Echoes of Yul - Echoes of Yul

Echoes of Yul are a two-piece act from Opale, Poland dwelling in a sound balanced between a relatively minimal and trace-inducing down-tempo akin to Jesu and the eerie discordant noise of Godflesh. The convergence of influences from two of the most prominent projects of one Justin K. Broadrick is for the most part extremely enjoyable with the duo comprised of Michal Sliwa and Jarek Lesklewicz presenting us a slow, minimal and repetitive style, with pleasant and simple melodies permeating a disturbing atmosphere punctuated with cryptic electronic effects.

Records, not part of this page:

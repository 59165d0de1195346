//! Unit tests for the shared score-factor library

use chrono::Utc;
use optrix::detectors::factors::{
    flow_bias_score, level_confluence_score, orb_break_strength_score, relative_volume_score,
    rsi_headroom_score, vwap_extension_score, vwap_side_score, RVOL_SATURATION,
};
use optrix::models::signal::Direction;
use optrix::models::{AssetClass, Bar, FeatureSnapshot, OptionsFlow, ParameterProfile};

fn snapshot() -> FeatureSnapshot {
    FeatureSnapshot::new("SPY", AssetClass::Stock)
}

#[test]
fn test_relative_volume_missing_scores_zero() {
    assert_eq!(relative_volume_score(&snapshot()), 0.0);
}

#[test]
fn test_relative_volume_monotone_to_saturation() {
    let mut prev = -1.0;
    for i in 0..40 {
        let rvol = 0.5 + i as f64 * 0.1;
        let score = relative_volume_score(&snapshot().with_relative_volume(rvol));
        assert!(score >= prev, "rvol factor must not decrease as rvol rises");
        assert!((0.0..=100.0).contains(&score));
        prev = score;
    }
    // Saturated beyond the cap.
    let at_cap = relative_volume_score(&snapshot().with_relative_volume(RVOL_SATURATION));
    let beyond = relative_volume_score(&snapshot().with_relative_volume(RVOL_SATURATION + 2.0));
    assert_eq!(at_cap, 100.0);
    assert_eq!(beyond, 100.0);
}

#[test]
fn test_rsi_headroom_peaks_by_direction() {
    let long_peak = rsi_headroom_score(&snapshot().with_rsi(14, 60.0), Direction::Long);
    let long_hot = rsi_headroom_score(&snapshot().with_rsi(14, 90.0), Direction::Long);
    assert_eq!(long_peak, 100.0);
    assert!(long_hot < long_peak);

    let short_peak = rsi_headroom_score(&snapshot().with_rsi(14, 40.0), Direction::Short);
    assert_eq!(short_peak, 100.0);

    assert_eq!(rsi_headroom_score(&snapshot(), Direction::Long), 0.0);
}

#[test]
fn test_vwap_side_favors_direction() {
    let above = snapshot().with_price(100.5).with_vwap(100.0);
    assert!(vwap_side_score(&above, Direction::Long) > 0.0);
    assert_eq!(vwap_side_score(&above, Direction::Short), 0.0);

    let below = snapshot().with_price(99.5).with_vwap(100.0);
    assert!(vwap_side_score(&below, Direction::Short) > 0.0);
    assert_eq!(vwap_side_score(&below, Direction::Long), 0.0);
}

#[test]
fn test_vwap_extension_rewards_stretch() {
    let stretched = snapshot().with_price(102.5).with_vwap(100.0);
    let modest = snapshot().with_price(100.8).with_vwap(100.0);
    let short_stretched = vwap_extension_score(&stretched, Direction::Short);
    let short_modest = vwap_extension_score(&modest, Direction::Short);
    assert!(short_stretched > short_modest);
    // A long fade of the same stretch scores nothing.
    assert_eq!(vwap_extension_score(&stretched, Direction::Long), 0.0);
}

#[test]
fn test_orb_break_strength_normalized_by_atr() {
    let base = snapshot()
        .with_opening_range(100.0, 98.0)
        .with_atr(1.0);
    let shallow = base.clone().with_price(100.2);
    let deep = base.clone().with_price(101.0);
    let shallow_score = orb_break_strength_score(&shallow, Direction::Long);
    let deep_score = orb_break_strength_score(&deep, Direction::Long);
    assert!(deep_score > shallow_score);
    assert_eq!(deep_score, 100.0);

    // No break, no score.
    let inside = base.with_price(99.5);
    assert_eq!(orb_break_strength_score(&inside, Direction::Long), 0.0);
}

#[test]
fn test_level_confluence_uses_profile_tolerance() {
    let snap = snapshot()
        .with_price(100.0)
        .with_vwap(100.25)
        .with_moving_average(21, 100.28);
    let mut narrow = ParameterProfile::default_profile();
    narrow.vwap_proximity_percent = 0.1;
    let mut wide = ParameterProfile::default_profile();
    wide.vwap_proximity_percent = 0.5;

    assert_eq!(level_confluence_score(&snap, &narrow), 0.0);
    assert!(level_confluence_score(&snap, &wide) > 0.0);
}

#[test]
fn test_flow_bias_requires_flow() {
    assert_eq!(flow_bias_score(&snapshot(), Direction::Long), 0.0);

    let bullish = snapshot().with_options_flow(OptionsFlow {
        call_volume: Some(900.0),
        put_volume: Some(100.0),
        sweep_count: Some(5),
        net_premium: Some(250_000.0),
    });
    let score = flow_bias_score(&bullish, Direction::Long);
    assert!(score > 50.0);
    assert!(flow_bias_score(&bullish, Direction::Short) < score);
}

#[test]
fn test_factor_scores_stay_in_band() {
    let bars: Vec<Bar> = (0..10)
        .map(|i| {
            let open = 99.0 + i as f64 * 0.3;
            Bar::new(open, open + 0.35, open - 0.05, open + 0.3, 5000.0, Utc::now())
        })
        .collect();
    let snap = snapshot()
        .with_price(102.0)
        .with_opening_range(100.0, 98.0)
        .with_atr(1.0)
        .with_relative_volume(10.0)
        .with_rsi(14, 60.0)
        .with_vwap(100.0)
        .with_bars(bars);
    let profile = ParameterProfile::default_profile();

    for score in [
        relative_volume_score(&snap),
        rsi_headroom_score(&snap, Direction::Long),
        vwap_side_score(&snap, Direction::Long),
        vwap_extension_score(&snap, Direction::Short),
        orb_break_strength_score(&snap, Direction::Long),
        level_confluence_score(&snap, &profile),
    ] {
        assert!((0.0..=100.0).contains(&score));
    }
}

Opening song ‘Midget’ forays into the ethereal territory of Jesu. Displaying an intriguing sonic ambience coupled with gentle acoustic chords and a droning, discordant guitar sound that suddenly erupts into an infectious riff cycling endlessly over and over, inducing you into a trance-like state. Curiously, that same riff is rehashed again on a brief instrumental called ‘Everyone’s Midget’.
Then there are songs that lean on a more industrial vibe like ‘From Infinity to Infinity’, which starts abruptly with death grunts, harsh, discordant riffs and a heavily distorted bass bringing memories of the bizarre sonic landscapes of the defunct Godflesh.
Words are rarely used in Echoes of Yul’s compositions, and they come mostly in the form of grunts, screams, spoken, sampled and effect-processed. The funeral-paced ‘Ape’ and the weird ‘Open’ for instance are fairly dominated by sampled voices.
The patterns Echoes of Yul evoke can also be quite hypnotic sometimes and when added with eerie and bizarre effects it gains a haunting and disturbing atmosphere. ‘Walking Skeletons’, probably my favourite song of the album flows in such manner. It starts with a repetitive and infectious bass line, which gradually gets the company of a low-fi droning sound and gentle drums, slowly building in tension to a point where guitars pick up that same repetitive melody, while grunts and screams are added to increase the tension.
If you’re into challenging music that dwells in extremes, with a trance-inducing doom contrasting with eerie segments of noise, Echoes of Yul is definitely a band to keep an eye on.